The steward, Madame Rohe, met me with a lamp and a mouth trained by silence. “His Lordship receives after midnight,” she said. “The day is for the house; the night is for him.”
“Does the house require so much care?”
“It requires remembering,” she said, and would not explain.
I climbed to a chamber that smelled of lavender pressed into old billows. The corridor outside bowed in the middle, as though the castle had grown tired of suffering and decided to exhale. I set my trunk by the hearth and found, in the ash grate, a sign: a single black feather, perfectly unburnt.
He came at midnight, exactly—as promised, or foretold. Lord Alaric Verenne, pale as marble, eyes like a mirror carried through fog. His clothes were a century out of fashion and ten minutes from falling apart. He did not step fully into the room; he stood where the firelight refused him, with an elegance that suggested grief had a tutor.
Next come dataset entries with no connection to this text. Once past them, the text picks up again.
use chrono::{DateTime, Utc};
use serde::{Deserialize, Serialize};

use stockbook_core::{CustomerId, Entity, ItemId, SaleId};

/// Customer-name sentinel for sales with no customer record.
pub const CASH_SALE_NAME: &str = "Cash Sale";

/// How a sale was settled. `None` on the sale means "not recorded as settled",
/// which is what the ledger's synthetic-payment rule keys off.
#[derive(Debug, Clone, Copy, PartialEq, Eq, Serialize, Deserialize)]
#[serde(rename_all = "lowercase")]
pub enum PaymentType {
    Cash,
    Credit,
}

/// Sale line (value object, embedded in the sale).
///
/// `name` and `price` are snapshots taken at sale time and are never re-synced
/// to later item edits — that is intentional historical-record behavior.
#[derive(Debug, Clone, PartialEq, Eq, Serialize, Deserialize)]
pub struct SaleItem {
    pub item_id: ItemId,
    pub name: String,
    pub quantity: i64,
    /// Unit price snapshot in smallest currency unit (e.g., cents).
    pub price: i64,
    /// Line total = quantity × price.
    pub total: i64,
}

/// Sale transaction record. Owns its line list exclusively; holds a
/// non-owning reference to the customer by id.
#[derive(Debug, Clone, PartialEq, Eq, Serialize, Deserialize)]
pub struct Sale {
    pub id: SaleId,
    pub items: Vec<SaleItem>,
    pub customer_id: Option<CustomerId>,
    /// Customer-name snapshot; [`CASH_SALE_NAME`] when no customer.
    pub customer_name: String,
    /// Σ of line totals, recomputed server-side at write time.
    pub total: i64,
    pub payment_type: Option<PaymentType>,
    /// Transaction date (distinct from the record-creation timestamp).
    pub date: DateTime<Utc>,
    pub created_at: DateTime<Utc>,
    pub updated_at: DateTime<Utc>,
}

impl Entity for Sale {
    type Id = SaleId;

    fn id(&self) -> &Self::Id {
        &self.id
    }
}
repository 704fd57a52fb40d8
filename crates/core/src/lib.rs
//! `stockbook-core` — domain foundation building blocks.
//!
//! This crate contains **pure domain** primitives (no infrastructure concerns).

pub mod entity;
pub mod error;
pub mod id;

pub use entity::Entity;
pub use error::{DomainError, DomainResult};
pub use id::{CustomerId, ItemId, SaleId};
use std::sync::Arc;

use axum::{
    Json, Router,
    extract::{Extension, Path, Query},
    http::StatusCode,
    routing::{delete, get, post, put},
};
use chrono::Utc;
use serde_json::json;

use stockbook_core::ItemId;
use stockbook_inventory::{InventoryItem, ItemStore};

use crate::app::services::AppServices;
use crate::app::{dto, errors};

pub fn router() -> Router {
    Router::new()
        .route("/getItems", get(get_items))
        .route("/addItem", post(add_item))
        .route("/update/:id", put(update_item))
        .route("/delete/:id", delete(delete_item))
        .route("/search", get(search_items))
}

pub async fn get_items(
    Extension(services): Extension<Arc<AppServices>>,
) -> axum::response::Response {
    let items = services
        .items
        .list()
        .iter()
        .map(dto::item_to_json)
        .collect::<Vec<_>>();
    errors::json_ok(json!(items))
}

pub async fn add_item(
    Extension(services): Extension<Arc<AppServices>>,
    Json(body): Json<dto::AddItemRequest>,
) -> axum::response::Response {
    let item = match InventoryItem::create(body.into_new_item(), Utc::now()) {
        Ok(item) => item,
        Err(e) => return errors::domain_error_to_response(e),
    };

    services.items.insert(item.clone());
    errors::json_data(StatusCode::CREATED, dto::item_to_json(&item))
}

pub async fn update_item(
    Extension(services): Extension<Arc<AppServices>>,
    Path(id): Path<String>,
    Json(body): Json<dto::UpdateItemRequest>,
) -> axum::response::Response {
    let id: ItemId = match id.parse() {
        Ok(v) => v,
        Err(e) => return errors::domain_error_to_response(e),
    };

    match services.items.update(&id, &body.into_patch(), Utc::now()) {
        Ok(item) => errors::json_ok(dto::item_to_json(&item)),
        Err(e) => errors::domain_error_to_response(e),
    }
}

pub async fn delete_item(
    Extension(services): Extension<Arc<AppServices>>,
    Path(id): Path<String>,
) -> axum::response::Response {
    let id: ItemId = match id.parse() {
        Ok(v) => v,
        Err(e) => return errors::domain_error_to_response(e),
    };

    match services.items.remove(&id) {
        Ok(()) => errors::json_ok(json!({ "id": id.to_string() })),
        Err(e) => errors::domain_error_to_response(e),
    }
}

pub async fn search_items(
    Extension(services): Extension<Arc<AppServices>>,
    Query(query): Query<dto::SearchQuery>,
) -> axum::response::Response {
    let items = services
        .items
        .search(&query.query)
        .iter()
        .map(dto::item_to_json)
        .collect::<Vec<_>>();
    errors::json_ok(json!(items))
}
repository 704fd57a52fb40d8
use std::sync::Arc;

use axum::{
    Json, Router,
    extract::{Extension, Path},
    http::StatusCode,
    routing::{delete, get, post, put},
};
use chrono::Utc;
use serde_json::json;

use stockbook_core::{CustomerId, DomainResult, SaleId};
use stockbook_sales::{SaleDraft, SaleLineInput};

use crate::app::services::AppServices;
use crate::app::{dto, errors};

pub fn router() -> Router {
    Router::new()
        .route("/create", post(create_sale))
        .route("/update/:id", put(update_sale))
        .route("/getSales", get(get_sales))
        .route("/delete/:id", delete(delete_sale))
}

fn draft_from_request(body: dto::SaleRequest) -> DomainResult<SaleDraft> {
    let mut lines = Vec::with_capacity(body.items.len());
    for line in body.items {
        lines.push(SaleLineInput {
            item_id: line.item_id.parse()?,
            name: line.name,
            quantity: line.quantity,
            price: line.price,
            total: line.total,
        });
    }

    let customer_id: Option<CustomerId> = match body.customer_id {
        Some(raw) => Some(raw.parse()?),
        None => None,
    };

    Ok(SaleDraft {
        lines,
        customer_id,
        payment_type: body.payment_type,
        date: body.date.unwrap_or_else(Utc::now),
    })
}

pub async fn create_sale(
    Extension(services): Extension<Arc<AppServices>>,
    Json(body): Json<dto::SaleRequest>,
) -> axum::response::Response {
    let draft = match draft_from_request(body) {
        Ok(d) => d,
        Err(e) => return errors::domain_error_to_response(e),
    };

    match services.engine.create_sale(draft) {
        Ok(sale) => errors::json_data(StatusCode::CREATED, dto::sale_to_json(&sale)),
        Err(e) => errors::domain_error_to_response(e),
    }
}

pub async fn update_sale(
    Extension(services): Extension<Arc<AppServices>>,
    Path(id): Path<String>,
    Json(body): Json<dto::SaleRequest>,
) -> axum::response::Response {
    let id: SaleId = match id.parse() {
        Ok(v) => v,
        Err(e) => return errors::domain_error_to_response(e),
    };

    let draft = match draft_from_request(body) {
        Ok(d) => d,
        Err(e) => return errors::domain_error_to_response(e),
    };

    match services.engine.update_sale(id, draft) {
        Ok(sale) => errors::json_ok(dto::sale_to_json(&sale)),
        Err(e) => errors::domain_error_to_response(e),
    }
}

pub async fn get_sales(
    Extension(services): Extension<Arc<AppServices>>,
) -> axum::response::Response {
    let sales = services
        .engine
        .list_sales()
        .iter()
        .map(dto::sale_to_json)
        .collect::<Vec<_>>();
    errors::json_ok(json!(sales))
}

pub async fn delete_sale(
    Extension(services): Extension<Arc<AppServices>>,
    Path(id): Path<String>,
) -> axum::response::Response {
    let id: SaleId = match id.parse() {
        Ok(v) => v,
        Err(e) => return errors::domain_error_to_response(e),
    };

    match services.engine.delete_sale(id) {
        Ok(()) => errors::json_ok(json!({ "id": id.to_string() })),
        Err(e) => errors::domain_error_to_response(e),
    }
}
//! Service wiring: in-memory stores, the sale ledger engine, the report
//! projector, and the auth pieces every handler shares.

use std::sync::Arc;

use stockbook_auth::{AdminCredentials, Hs256TokenCodec};
use stockbook_customers::InMemoryCustomerStore;
use stockbook_inventory::InMemoryItemStore;
use stockbook_reports::ReportProjector;
use stockbook_sales::{InMemorySaleStore, SaleLedgerEngine};

use crate::config::AppConfig;

pub type SharedItemStore = Arc<InMemoryItemStore>;
pub type SharedCustomerStore = Arc<InMemoryCustomerStore>;
pub type SharedSaleStore = Arc<InMemorySaleStore>;

pub struct AppServices {
    pub items: SharedItemStore,
    pub customers: SharedCustomerStore,
    pub engine: SaleLedgerEngine<SharedItemStore, SharedCustomerStore, SharedSaleStore>,
    pub reports: ReportProjector<SharedItemStore, SharedSaleStore>,
    pub credentials: AdminCredentials,
    pub tokens: Arc<Hs256TokenCodec>,
}

pub fn build_services(config: &AppConfig) -> AppServices {
    let items: SharedItemStore = Arc::new(InMemoryItemStore::new());
    let customers: SharedCustomerStore = Arc::new(InMemoryCustomerStore::new());
    let sales: SharedSaleStore = Arc::new(InMemorySaleStore::new());

    // The engine is the only writer of sales and of stock quantities on
    // behalf of sales; handlers never touch the sale store directly.
    let engine = SaleLedgerEngine::new(items.clone(), customers.clone(), sales.clone());
    let reports = ReportProjector::new(items.clone(), sales.clone());

    AppServices {
        items,
        customers,
        engine,
        reports,
        credentials: AdminCredentials::new(&config.admin_email, &config.admin_password),
        tokens: Arc::new(Hs256TokenCodec::new(config.jwt_secret.as_bytes())),
    }
}
//! Customer persistence seam: trait plus the in-memory implementation.

use std::collections::HashMap;
use std::sync::{Arc, RwLock};

use chrono::{DateTime, Utc};

use stockbook_core::{CustomerId, DomainError, DomainResult};

use crate::customer::{Customer, CustomerPatch};

/// Single-collection store for customer records.
pub trait CustomerStore: Send + Sync {
    fn get(&self, id: &CustomerId) -> Option<Customer>;
    fn list(&self) -> Vec<Customer>;
    fn insert(&self, customer: Customer);
    fn update(
        &self,
        id: &CustomerId,
        patch: &CustomerPatch,
        now: DateTime<Utc>,
    ) -> DomainResult<Customer>;
    /// Unconditional removal; historical sales keep their snapshots.
    fn remove(&self, id: &CustomerId) -> DomainResult<()>;
}

impl<S> CustomerStore for Arc<S>
where
    S: CustomerStore + ?Sized,
{
    fn get(&self, id: &CustomerId) -> Option<Customer> {
        (**self).get(id)
    }

    fn list(&self) -> Vec<Customer> {
        (**self).list()
    }

    fn insert(&self, customer: Customer) {
        (**self).insert(customer)
    }

    fn update(
        &self,
        id: &CustomerId,
        patch: &CustomerPatch,
        now: DateTime<Utc>,
    ) -> DomainResult<Customer> {
        (**self).update(id, patch, now)
    }

    fn remove(&self, id: &CustomerId) -> DomainResult<()> {
        (**self).remove(id)
    }
}

/// In-memory customer store (RwLock'd map).
#[derive(Debug, Default)]
pub struct InMemoryCustomerStore {
    inner: RwLock<HashMap<CustomerId, Customer>>,
}

impl InMemoryCustomerStore {
    pub fn new() -> Self {
        Self::default()
    }
}

impl CustomerStore for InMemoryCustomerStore {
    fn get(&self, id: &CustomerId) -> Option<Customer> {
        let map = self.inner.read().ok()?;
        map.get(id).cloned()
    }

    fn list(&self) -> Vec<Customer> {
        let map = match self.inner.read() {
            Ok(m) => m,
            Err(_) => return vec![],
        };

        let mut customers: Vec<_> = map.values().cloned().collect();
        customers.sort_by_key(|c| *c.id.as_uuid());
        customers
    }

    fn insert(&self, customer: Customer) {
        if let Ok(mut map) = self.inner.write() {
            map.insert(customer.id, customer);
        }
    }

    fn update(
        &self,
        id: &CustomerId,
        patch: &CustomerPatch,
        now: DateTime<Utc>,
    ) -> DomainResult<Customer> {
        patch.validate()?;
        let mut map = self
            .inner
            .write()
            .map_err(|_| DomainError::validation("customer store lock poisoned"))?;
        let customer = map
            .get_mut(id)
            .ok_or_else(|| DomainError::not_found(format!("customer {id}")))?;
        patch.apply_to(customer, now);
        Ok(customer.clone())
    }

    fn remove(&self, id: &CustomerId) -> DomainResult<()> {
        let mut map = self
            .inner
            .write()
            .map_err(|_| DomainError::validation("customer store lock poisoned"))?;
        map.remove(id)
            .map(|_| ())
            .ok_or_else(|| DomainError::not_found(format!("customer {id}")))
    }
}
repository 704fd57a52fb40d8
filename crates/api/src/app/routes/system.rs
use axum::http::StatusCode;

pub async fn health() -> StatusCode {
    StatusCode::OK
}
use chrono::{DateTime, Utc};
use serde::{Deserialize, Serialize};

use stockbook_core::{DomainError, DomainResult, Entity, ItemId};

/// Inventory item record.
///
/// `quantity` is on-hand stock and is mutated both by direct edits and by the
/// sale ledger engine. Invariant: never negative.
#[derive(Debug, Clone, PartialEq, Eq, Serialize, Deserialize)]
pub struct InventoryItem {
    pub id: ItemId,
    pub name: String,
    pub description: Option<String>,
    pub quantity: i64,
    /// Unit price in smallest currency unit (e.g., cents).
    pub price: i64,
    pub created_at: DateTime<Utc>,
    pub updated_at: DateTime<Utc>,
}

impl InventoryItem {
    /// Build a validated item from creation input.
    pub fn create(input: NewItem, now: DateTime<Utc>) -> DomainResult<Self> {
        input.validate()?;
        Ok(Self {
            id: ItemId::new(),
            name: input.name,
            description: input.description,
            quantity: input.quantity,
            price: input.price,
            created_at: now,
            updated_at: now,
        })
    }

    /// Case-insensitive substring match over name and description.
    pub fn matches_query(&self, query: &str) -> bool {
        let query = query.to_lowercase();
        if self.name.to_lowercase().contains(&query) {
            return true;
        }
        self.description
            .as_deref()
            .is_some_and(|d| d.to_lowercase().contains(&query))
    }
}

impl Entity for InventoryItem {
    type Id = ItemId;

    fn id(&self) -> &Self::Id {
        &self.id
    }
}

/// Creation input for an inventory item.
#[derive(Debug, Clone, PartialEq, Eq, Deserialize)]
pub struct NewItem {
    pub name: String,
    pub description: Option<String>,
    pub quantity: i64,
    pub price: i64,
}

impl NewItem {
    pub fn validate(&self) -> DomainResult<()> {
        if self.name.trim().is_empty() {
            return Err(DomainError::validation("name is required"));
        }
        if self.quantity < 0 {
            return Err(DomainError::validation("quantity cannot be negative"));
        }
        if self.price < 0 {
            return Err(DomainError::validation("price cannot be negative"));
        }
        Ok(())
    }
}

/// Partial-field update for an inventory item. `None` leaves the field as is.
#[derive(Debug, Clone, Default, PartialEq, Eq, Deserialize)]
pub struct ItemPatch {
    pub name: Option<String>,
    pub description: Option<String>,
    pub quantity: Option<i64>,
    pub price: Option<i64>,
}

impl ItemPatch {
    pub fn validate(&self) -> DomainResult<()> {
        if self.name.as_deref().is_some_and(|n| n.trim().is_empty()) {
            return Err(DomainError::validation("name cannot be empty"));
        }
        if self.quantity.is_some_and(|q| q < 0) {
            return Err(DomainError::validation("quantity cannot be negative"));
        }
        if self.price.is_some_and(|p| p < 0) {
            return Err(DomainError::validation("price cannot be negative"));
        }
        Ok(())
    }

    /// Apply the patch, bumping `updated_at`.
    pub fn apply_to(&self, item: &mut InventoryItem, now: DateTime<Utc>) {
        if let Some(name) = &self.name {
            item.name = name.clone();
        }
        if let Some(description) = &self.description {
            item.description = Some(description.clone());
        }
        if let Some(quantity) = self.quantity {
            item.quantity = quantity;
        }
        if let Some(price) = self.price {
            item.price = price;
        }
        item.updated_at = now;
    }
}
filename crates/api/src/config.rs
//! Environment-driven server configuration.

/// Runtime configuration, read once at startup.
#[derive(Debug, Clone)]
pub struct AppConfig {
    /// HS256 signing secret for session tokens.
    pub jwt_secret: String,
    /// The single accepted login email.
    pub admin_email: String,
    /// The single accepted login password.
    pub admin_password: String,
    /// Socket address the server binds to.
    pub bind_addr: String,
}

impl AppConfig {
    /// Read configuration from the environment, falling back to insecure
    /// development defaults (with a warning) where unset.
    pub fn from_env() -> Self {
        let jwt_secret = std::env::var("STOCKBOOK_JWT_SECRET").unwrap_or_else(|_| {
            tracing::warn!("STOCKBOOK_JWT_SECRET not set; using insecure dev default");
            "dev-secret".to_string()
        });

        let admin_email = std::env::var("STOCKBOOK_ADMIN_EMAIL").unwrap_or_else(|_| {
            tracing::warn!("STOCKBOOK_ADMIN_EMAIL not set; using dev default");
            "admin@stockbook.local".to_string()
        });

        let admin_password = std::env::var("STOCKBOOK_ADMIN_PASSWORD").unwrap_or_else(|_| {
            tracing::warn!("STOCKBOOK_ADMIN_PASSWORD not set; using insecure dev default");
            "changeme".to_string()
        });

        let bind_addr =
            std::env::var("STOCKBOOK_BIND_ADDR").unwrap_or_else(|_| "0.0.0.0:8080".to_string());

        Self {
            jwt_secret,
            admin_email,
            admin_password,
            bind_addr,
        }
    }
}
/// Session context for a request.
///
/// This is immutable and must be present for all domain routes.
#[derive(Debug, Clone, PartialEq, Eq)]
pub struct SessionContext {
    email: String,
}

impl SessionContext {
    pub fn new(email: String) -> Self {
        Self { email }
    }

    pub fn email(&self) -> &str {
        &self.email
    }
}
use std::sync::Arc;

use axum::{
    Json, Router,
    extract::{Extension, Path},
    http::StatusCode,
    routing::{delete, get, post, put},
};
use chrono::Utc;
use serde_json::json;

use stockbook_core::CustomerId;
use stockbook_customers::{Customer, CustomerStore};

use crate::app::services::AppServices;
use crate::app::{dto, errors};

pub fn router() -> Router {
    Router::new()
        .route("/getCustomers", get(get_customers))
        .route("/create", post(create_customer))
        .route("/update/:customerId", put(update_customer))
        .route("/delete/:id", delete(delete_customer))
}

pub async fn get_customers(
    Extension(services): Extension<Arc<AppServices>>,
) -> axum::response::Response {
    let customers = services
        .customers
        .list()
        .iter()
        .map(dto::customer_to_json)
        .collect::<Vec<_>>();
    errors::json_ok(json!(customers))
}

pub async fn create_customer(
    Extension(services): Extension<Arc<AppServices>>,
    Json(body): Json<dto::CreateCustomerRequest>,
) -> axum::response::Response {
    let customer = match Customer::create(body.into_new_customer(), Utc::now()) {
        Ok(customer) => customer,
        Err(e) => return errors::domain_error_to_response(e),
    };

    services.customers.insert(customer.clone());
    errors::json_data(StatusCode::CREATED, dto::customer_to_json(&customer))
}

pub async fn update_customer(
    Extension(services): Extension<Arc<AppServices>>,
    Path(id): Path<String>,
    Json(body): Json<dto::UpdateCustomerRequest>,
) -> axum::response::Response {
    let id: CustomerId = match id.parse() {
        Ok(v) => v,
        Err(e) => return errors::domain_error_to_response(e),
    };

    match services
        .customers
        .update(&id, &body.into_patch(), Utc::now())
    {
        Ok(customer) => errors::json_ok(dto::customer_to_json(&customer)),
        Err(e) => errors::domain_error_to_response(e),
    }
}

pub async fn delete_customer(
    Extension(services): Extension<Arc<AppServices>>,
    Path(id): Path<String>,
) -> axum::response::Response {
    let id: CustomerId = match id.parse() {
        Ok(v) => v,
        Err(e) => return errors::domain_error_to_response(e),
    };

    // Historical sales keep their customer-name snapshot; they are not
    // cascaded or rewritten.
    match services.customers.remove(&id) {
        Ok(()) => errors::json_ok(json!({ "id": id.to_string() })),
        Err(e) => errors::domain_error_to_response(e),
    }
}
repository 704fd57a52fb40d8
use chrono::{DateTime, Utc};
use serde::{Deserialize, Serialize};

use stockbook_core::{CustomerId, DomainError, DomainResult, Entity};

/// Postal address (value object).
#[derive(Debug, Clone, Default, PartialEq, Eq, Serialize, Deserialize)]
pub struct Address {
    pub street: String,
    pub city: String,
    pub state: String,
    pub postal_code: String,
}

/// Customer record.
///
/// Sales hold a non-owning reference to customers by id; deleting a customer
/// leaves historical sales intact (they keep their name snapshot).
#[derive(Debug, Clone, PartialEq, Eq, Serialize, Deserialize)]
pub struct Customer {
    pub id: CustomerId,
    pub name: String,
    pub address: Address,
    pub mobile_number: String,
    pub created_at: DateTime<Utc>,
    pub updated_at: DateTime<Utc>,
}

impl Customer {
    pub fn create(input: NewCustomer, now: DateTime<Utc>) -> DomainResult<Self> {
        input.validate()?;
        Ok(Self {
            id: CustomerId::new(),
            name: input.name,
            address: input.address,
            mobile_number: input.mobile_number,
            created_at: now,
            updated_at: now,
        })
    }
}

impl Entity for Customer {
    type Id = CustomerId;

    fn id(&self) -> &Self::Id {
        &self.id
    }
}

fn validate_mobile(mobile: &str) -> DomainResult<()> {
    if mobile.len() != 10 || !mobile.bytes().all(|b| b.is_ascii_digit()) {
        return Err(DomainError::validation(
            "mobile number must be exactly 10 digits",
        ));
    }
    Ok(())
}

/// Creation input for a customer.
#[derive(Debug, Clone, PartialEq, Eq, Deserialize)]
pub struct NewCustomer {
    pub name: String,
    #[serde(default)]
    pub address: Address,
    pub mobile_number: String,
}

impl NewCustomer {
    pub fn validate(&self) -> DomainResult<()> {
        if self.name.trim().is_empty() {
            return Err(DomainError::validation("name is required"));
        }
        validate_mobile(&self.mobile_number)
    }
}

/// Partial-field update for a customer. `None` leaves the field as is.
#[derive(Debug, Clone, Default, PartialEq, Eq, Deserialize)]
pub struct CustomerPatch {
    pub name: Option<String>,
    pub address: Option<Address>,
    pub mobile_number: Option<String>,
}

impl CustomerPatch {
    pub fn validate(&self) -> DomainResult<()> {
        if self.name.as_deref().is_some_and(|n| n.trim().is_empty()) {
            return Err(DomainError::validation("name cannot be empty"));
        }
        if let Some(mobile) = &self.mobile_number {
            validate_mobile(mobile)?;
        }
        Ok(())
    }

    pub fn apply_to(&self, customer: &mut Customer, now: DateTime<Utc>) {
        if let Some(name) = &self.name {
            customer.name = name.clone();
        }
        if let Some(address) = &self.address {
            customer.address = address.clone();
        }
        if let Some(mobile) = &self.mobile_number {
            customer.mobile_number = mobile.clone();
        }
        customer.updated_at = now;
    }
}

#[cfg(test)]
mod tests {
    use super::*;

    fn new_customer(name: &str, mobile: &str) -> NewCustomer {
        NewCustomer {
            name: name.to_string(),
            address: Address {
                street: "12 Main St".to_string(),
                city: "Springfield".to_string(),
                state: "IL".to_string(),
                postal_code: "62701".to_string(),
            },
            mobile_number: mobile.to_string(),
        }
    }

    #[test]
    fn create_validates_name_and_mobile() {
        let now = Utc::now();
        assert!(Customer::create(new_customer("Ada", "0123456789"), now).is_ok());
        assert!(Customer::create(new_customer("", "0123456789"), now).is_err());
        assert!(Customer::create(new_customer("Ada", "12345"), now).is_err());
        assert!(Customer::create(new_customer("Ada", "12345678ab"), now).is_err());
    }

    #[test]
    fn patch_updates_only_provided_fields() {
        let created = Utc::now();
        let mut customer = Customer::create(new_customer("Ada", "0123456789"), created).unwrap();

        let later = created + chrono::Duration::seconds(1);
        let patch = CustomerPatch {
            mobile_number: Some("9876543210".to_string()),
            ..CustomerPatch::default()
        };
        patch.validate().unwrap();
        patch.apply_to(&mut customer, later);

        assert_eq!(customer.name, "Ada");
        assert_eq!(customer.mobile_number, "9876543210");
        assert_eq!(customer.updated_at, later);
    }
}
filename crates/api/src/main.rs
use anyhow::Context;

use stockbook_api::config::AppConfig;

#[tokio::main]
async fn main() -> anyhow::Result<()> {
    stockbook_observability::init();

    let config = AppConfig::from_env();
    let bind_addr = config.bind_addr.clone();

    let app = stockbook_api::app::build_app(config);

    let listener = tokio::net::TcpListener::bind(&bind_addr)
        .await
        .with_context(|| format!("failed to bind {bind_addr}"))?;

    tracing::info!("listening on {}", listener.local_addr()?);

    axum::serve(listener, app).await?;
    Ok(())
}
use reqwest::StatusCode;
use serde_json::json;

use stockbook_api::config::AppConfig;

const ADMIN_EMAIL: &str = "owner@shop.test";
const ADMIN_PASSWORD: &str = "correct horse battery staple";

struct TestServer {
    base_url: String,
    handle: tokio::task::JoinHandle<()>,
}

impl TestServer {
    async fn spawn() -> Self {
        // Build app (same router as prod), but bind to an ephemeral port.
        let config = AppConfig {
            jwt_secret: "test-secret".to_string(),
            admin_email: ADMIN_EMAIL.to_string(),
            admin_password: ADMIN_PASSWORD.to_string(),
            bind_addr: "127.0.0.1:0".to_string(),
        };
        let app = stockbook_api::app::build_app(config);

        let listener = tokio::net::TcpListener::bind("127.0.0.1:0")
            .await
            .expect("failed to bind ephemeral port");
        let addr = listener.local_addr().unwrap();
        let base_url = format!("http://{}", addr);

        let handle = tokio::spawn(async move {
            axum::serve(listener, app).await.unwrap();
        });

        Self { base_url, handle }
    }
}

impl Drop for TestServer {
    fn drop(&mut self) {
        self.handle.abort();
    }
}

fn client() -> reqwest::Client {
    reqwest::Client::builder()
        .cookie_store(true)
        .build()
        .expect("failed to build client")
}

async fn login(client: &reqwest::Client, base_url: &str) {
    let res = client
        .post(format!("{}/login", base_url))
        .json(&json!({ "email": ADMIN_EMAIL, "password": ADMIN_PASSWORD }))
        .send()
        .await
        .unwrap();
    assert_eq!(res.status(), StatusCode::OK);
}

async fn add_item(
    client: &reqwest::Client,
    base_url: &str,
    name: &str,
    quantity: i64,
    price: i64,
) -> String {
    let res = client
        .post(format!("{}/item/addItem", base_url))
        .json(&json!({ "name": name, "quantity": quantity, "price": price }))
        .send()
        .await
        .unwrap();
    assert_eq!(res.status(), StatusCode::CREATED);
    let body: serde_json::Value = res.json().await.unwrap();
    assert_eq!(body["success"], true);
    body["data"]["id"].as_str().unwrap().to_string()
}

async fn item_quantity(client: &reqwest::Client, base_url: &str, id: &str) -> i64 {
    let res = client
        .get(format!("{}/item/getItems", base_url))
        .send()
        .await
        .unwrap();
    let body: serde_json::Value = res.json().await.unwrap();
    body["data"]
        .as_array()
        .unwrap()
        .iter()
        .find(|i| i["id"] == id)
        .expect("item not in list")["quantity"]
        .as_i64()
        .unwrap()
}

fn sale_line(item_id: &str, name: &str, quantity: i64, price: i64) -> serde_json::Value {
    json!({
        "itemId": item_id,
        "name": name,
        "quantity": quantity,
        "price": price,
        "total": quantity * price,
    })
}

#[tokio::test]
async fn protected_endpoints_require_session() {
    let srv = TestServer::spawn().await;
    let client = client();

    let res = client
        .get(format!("{}/item/getItems", srv.base_url))
        .send()
        .await
        .unwrap();
    assert_eq!(res.status(), StatusCode::UNAUTHORIZED);
    let body: serde_json::Value = res.json().await.unwrap();
    assert_eq!(body["success"], false);
}

#[tokio::test]
async fn health_is_public() {
    let srv = TestServer::spawn().await;
    let res = client()
        .get(format!("{}/health", srv.base_url))
        .send()
        .await
        .unwrap();
    assert_eq!(res.status(), StatusCode::OK);
}

#[tokio::test]
async fn expired_session_token_is_rejected() {
    use chrono::{Duration, Utc};
    use stockbook_auth::{Hs256TokenCodec, SessionClaims};

    let srv = TestServer::spawn().await;

    // Well-signed but already past its expiry.
    let codec = Hs256TokenCodec::new(b"test-secret");
    let claims = SessionClaims::issue(
        ADMIN_EMAIL,
        Utc::now() - Duration::hours(48),
        Duration::hours(24),
    );
    let token = codec.encode(&claims).unwrap();

    let res = client()
        .get(format!("{}/fetchUser", srv.base_url))
        .header("Cookie", format!("jwt={token}"))
        .send()
        .await
        .unwrap();
    assert_eq!(res.status(), StatusCode::UNAUTHORIZED);
}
“Madame Delacroix,” he said, and bowed. “You hear the house.”
“I hear the wind,” I said.
“The house borrows it,” he replied.
We walked to the library by lamplight. The doors opened like breath. Shelves rose into a darkness the ladder could not complete. When I set the lamp down, the air gathered itself, as if the volumes were a congregation. On the central table, an atlas waited, pinned open by two candlesticks burnt to fingers.
“The Verennes kept maps?” I asked.
“We kept vows,” he said. “The maps only recorded where we failed them.”
When he looked at me, something old in me shifted, as if my bones knew an oath my mind had not yet learned. He did not touch me; we did not touch. But in that first hour I felt how the house calibrated us—how the rain on the high windows tapped a cadence that brought our pulses into rhyme.
“Why me?” I asked finally.
He studied the feather I had placed upon the table. “Because you have already walked with the dead and did not mistake them for shadows.”
The lamplight leaned; the atlas pages shivered. I thought I saw a map redraw its coastline, a black river lengthening toward the castle like a hand. When I looked up, he had stepped back into the shadow.
“Tomorrow night,” he said, and the lamps went out in a ripple, as if the room had blinked.
I dreamed of a staircase spiraling down into water, each step a vow: keep, bind, love, burn.